**TASK PROMPT**
If a line in the entries below holds the string "position", copy it.

**DATA FOR THE TASK**
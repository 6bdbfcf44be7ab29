//! Cart and line item types.
//!
//! The cart is an ordered list of line items keyed by product id. Each
//! operation exists twice: an in-place method used by the single owner of the
//! cart, and a pure function returning a new cart. Both go through the same
//! code path.

use crate::catalog::Product;
use crate::ids::ProductId;
use crate::money::Money;
use serde::Serialize;

/// A shopping cart.
///
/// Items are private so the invariants hold: one line per product id,
/// quantities of at least 1, insertion order preserved.
#[derive(Debug, Clone, Default, PartialEq, Serialize)]
pub struct Cart {
    items: Vec<LineItem>,
}

impl Cart {
    /// Create an empty cart.
    pub fn new() -> Self {
        Self::default()
    }

    /// Add one unit of `product`.
    ///
    /// If a line with the same id exists its quantity goes up by one and the
    /// existing snapshot is kept. Otherwise a new line is appended.
    pub fn add_product(&mut self, product: &Product) {
        match self.position(&product.id) {
            Some(i) => {
                let item = &mut self.items[i];
                item.quantity = item.quantity.saturating_add(1);
                tracing::debug!(product_id = %item.id, quantity = item.quantity, "cart line incremented");
            }
            None => {
                self.items.push(LineItem::from_product(product));
                tracing::debug!(product_id = %product.id, quantity = 1, "cart line added");
            }
        }
    }

    /// Remove the line for `id`. Absent ids are ignored.
    pub fn remove(&mut self, id: &ProductId) {
        if let Some(i) = self.position(id) {
            self.items.remove(i);
            tracing::debug!(product_id = %id, quantity = 0, "cart line removed");
        }
    }

    /// Set the quantity for `id`. Anything below 1 removes the line.
    pub fn update_quantity(&mut self, id: &ProductId, quantity: i64) {
        if quantity < 1 {
            self.remove(id);
            return;
        }
        if let Some(i) = self.position(id) {
            self.items[i].quantity = quantity;
            tracing::debug!(product_id = %id, quantity, "cart line quantity set");
        }
    }

    /// Remove every line.
    pub fn clear(&mut self) {
        if !self.items.is_empty() {
            tracing::debug!(lines = self.items.len(), "cart cleared");
        }
        self.items.clear();
    }

    /// Line items in insertion order.
    pub fn items(&self) -> &[LineItem] {
        &self.items
    }

    /// Get the line for `id`.
    pub fn get(&self, id: &ProductId) -> Option<&LineItem> {
        self.items.iter().find(|i| &i.id == id)
    }

    /// Check if a line for `id` exists.
    pub fn contains(&self, id: &ProductId) -> bool {
        self.position(id).is_some()
    }

    /// Total number of units (the cart badge count).
    pub fn item_count(&self) -> i64 {
        self.items
            .iter()
            .fold(0i64, |acc, i| acc.saturating_add(i.quantity))
    }

    /// Number of distinct lines.
    pub fn len(&self) -> usize {
        self.items.len()
    }

    /// Check if cart is empty.
    pub fn is_empty(&self) -> bool {
        self.items.is_empty()
    }

    fn position(&self, id: &ProductId) -> Option<usize> {
        self.items.iter().position(|i| &i.id == id)
    }
}

/// Return a copy of `cart` with one unit of `product` added.
pub fn add_to_cart(cart: &Cart, product: &Product) -> Cart {
    let mut next = cart.clone();
    next.add_product(product);
    next
}

/// Return a copy of `cart` without the line for `id`.
pub fn remove_from_cart(cart: &Cart, id: &ProductId) -> Cart {
    let mut next = cart.clone();
    next.remove(id);
    next
}

/// Return a copy of `cart` with the quantity for `id` set.
pub fn update_quantity(cart: &Cart, id: &ProductId, quantity: i64) -> Cart {
    let mut next = cart.clone();
    next.update_quantity(id, quantity);
    next
}

/// Return an empty cart.
pub fn clear_cart(_cart: &Cart) -> Cart {
    Cart::new()
}

/// A line in the cart.
///
/// Holds a snapshot of the product fields taken when the line was created.
#[derive(Debug, Clone, PartialEq, Serialize)]
pub struct LineItem {
    /// Product id; unique within a cart.
    pub id: ProductId,
    /// Product name.
    pub name: String,
    /// Unit price.
    pub price: Money,
    /// Image reference.
    pub image: String,
    /// Variant color.
    pub color: Option<String>,
    /// Variant size.
    pub size: Option<String>,
    /// Quantity, always at least 1.
    pub quantity: i64,
}

impl LineItem {
    fn from_product(product: &Product) -> Self {
        Self {
            id: product.id.clone(),
            name: product.name.clone(),
            price: product.price,
            image: product.image.clone(),
            color: product.color.clone(),
            size: product.size.clone(),
            quantity: 1,
        }
    }

    /// Price times quantity.
    pub fn line_total(&self) -> Money {
        self.price * self.quantity
    }
}

#[cfg(test)]
mod tests {
    use super::*;

    fn product(id: &str, cents: i64) -> Product {
        Product::new(id, format!("Product {id}"), Money::from_cents(cents))
    }

    #[test]
    fn test_cart_creation() {
        let cart = Cart::new();
        assert!(cart.is_empty());
        assert_eq!(cart.item_count(), 0);
    }

    #[test]
    fn test_add_item() {
        let mut cart = Cart::new();
        cart.add_product(&product("1", 1000));

        assert_eq!(cart.len(), 1);
        assert_eq!(cart.items()[0].quantity, 1);
        assert_eq!(cart.items()[0].name, "Product 1");
    }

    #[test]
    fn test_add_same_item_increases_quantity() {
        let mut cart = Cart::new();
        let p = product("1", 1000);
        cart.add_product(&p);
        cart.add_product(&p);

        assert_eq!(cart.len(), 1);
        assert_eq!(cart.item_count(), 2);
    }

    #[test]
    fn test_merge_keeps_first_variant() {
        let mut cart = Cart::new();
        cart.add_product(&product("1", 1000).with_variant(Some("red"), Some("M")));
        cart.add_product(&product("1", 1000).with_variant(Some("blue"), Some("L")));

        let line = cart.get(&ProductId::new("1")).unwrap();
        assert_eq!(line.quantity, 2);
        assert_eq!(line.color.as_deref(), Some("red"));
        assert_eq!(line.size.as_deref(), Some("M"));
    }

    #[test]
    fn test_insertion_order() {
        let mut cart = Cart::new();
        cart.add_product(&product("b", 100));
        cart.add_product(&product("a", 100));
        cart.add_product(&product("b", 100));

        let ids: Vec<_> = cart.items().iter().map(|i| i.id.as_str()).collect();
        assert_eq!(ids, vec!["b", "a"]);
    }

    #[test]
    fn test_update_quantity() {
        let mut cart = Cart::new();
        cart.add_product(&product("1", 1000));
        cart.update_quantity(&ProductId::new("1"), 5);
        assert_eq!(cart.item_count(), 5);
    }

    #[test]
    fn test_update_quantity_below_one_removes() {
        let mut cart = Cart::new();
        cart.add_product(&product("1", 1000));
        cart.add_product(&product("2", 1000));

        cart.update_quantity(&ProductId::new("1"), 0);
        assert!(!cart.contains(&ProductId::new("1")));

        cart.update_quantity(&ProductId::new("2"), -3);
        assert!(cart.is_empty());
    }

    #[test]
    fn test_unknown_id_is_noop() {
        let mut cart = Cart::new();
        cart.add_product(&product("1", 1000));
        let before = cart.clone();

        cart.remove(&ProductId::new("99"));
        cart.update_quantity(&ProductId::new("99"), 4);
        assert_eq!(cart, before);
    }

    #[test]
    fn test_remove_item() {
        let mut cart = Cart::new();
        cart.add_product(&product("1", 1000));
        cart.remove(&ProductId::new("1"));
        assert!(cart.is_empty());
    }

    #[test]
    fn test_quantity_saturates() {
        let mut cart = Cart::new();
        let p = product("1", 1);
        cart.add_product(&p);
        cart.update_quantity(&p.id, i64::MAX);
        cart.add_product(&p);
        assert_eq!(cart.get(&p.id).unwrap().quantity, i64::MAX);
    }

    #[test]
    fn test_pure_forms_leave_input_untouched() {
        let p = product("1", 250);
        let empty = Cart::new();

        let one = add_to_cart(&empty, &p);
        assert!(empty.is_empty());
        assert_eq!(one.item_count(), 1);

        let three = update_quantity(&one, &p.id, 3);
        assert_eq!(one.item_count(), 1);
        assert_eq!(three.item_count(), 3);

        let gone = remove_from_cart(&three, &p.id);
        assert_eq!(three.len(), 1);
        assert!(gone.is_empty());

        assert!(clear_cart(&three).is_empty());
        assert_eq!(three.len(), 1);
    }

    #[test]
    fn test_line_total() {
        let mut cart = Cart::new();
        let p = product("1", 1999);
        cart.add_product(&p);
        cart.update_quantity(&p.id, 3);
        assert_eq!(cart.items()[0].line_total(), Money::from_cents(5997));
    }
}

**ANSWER BELOW**
        match self.position(&product.id) {
        if let Some(i) = self.position(id) {
        if let Some(i) = self.position(id) {
        self.position(id).is_some()
    fn position(&self, id: &ProductId) -> Option<usize> {
        self.items.iter().position(|i| &i.id == id)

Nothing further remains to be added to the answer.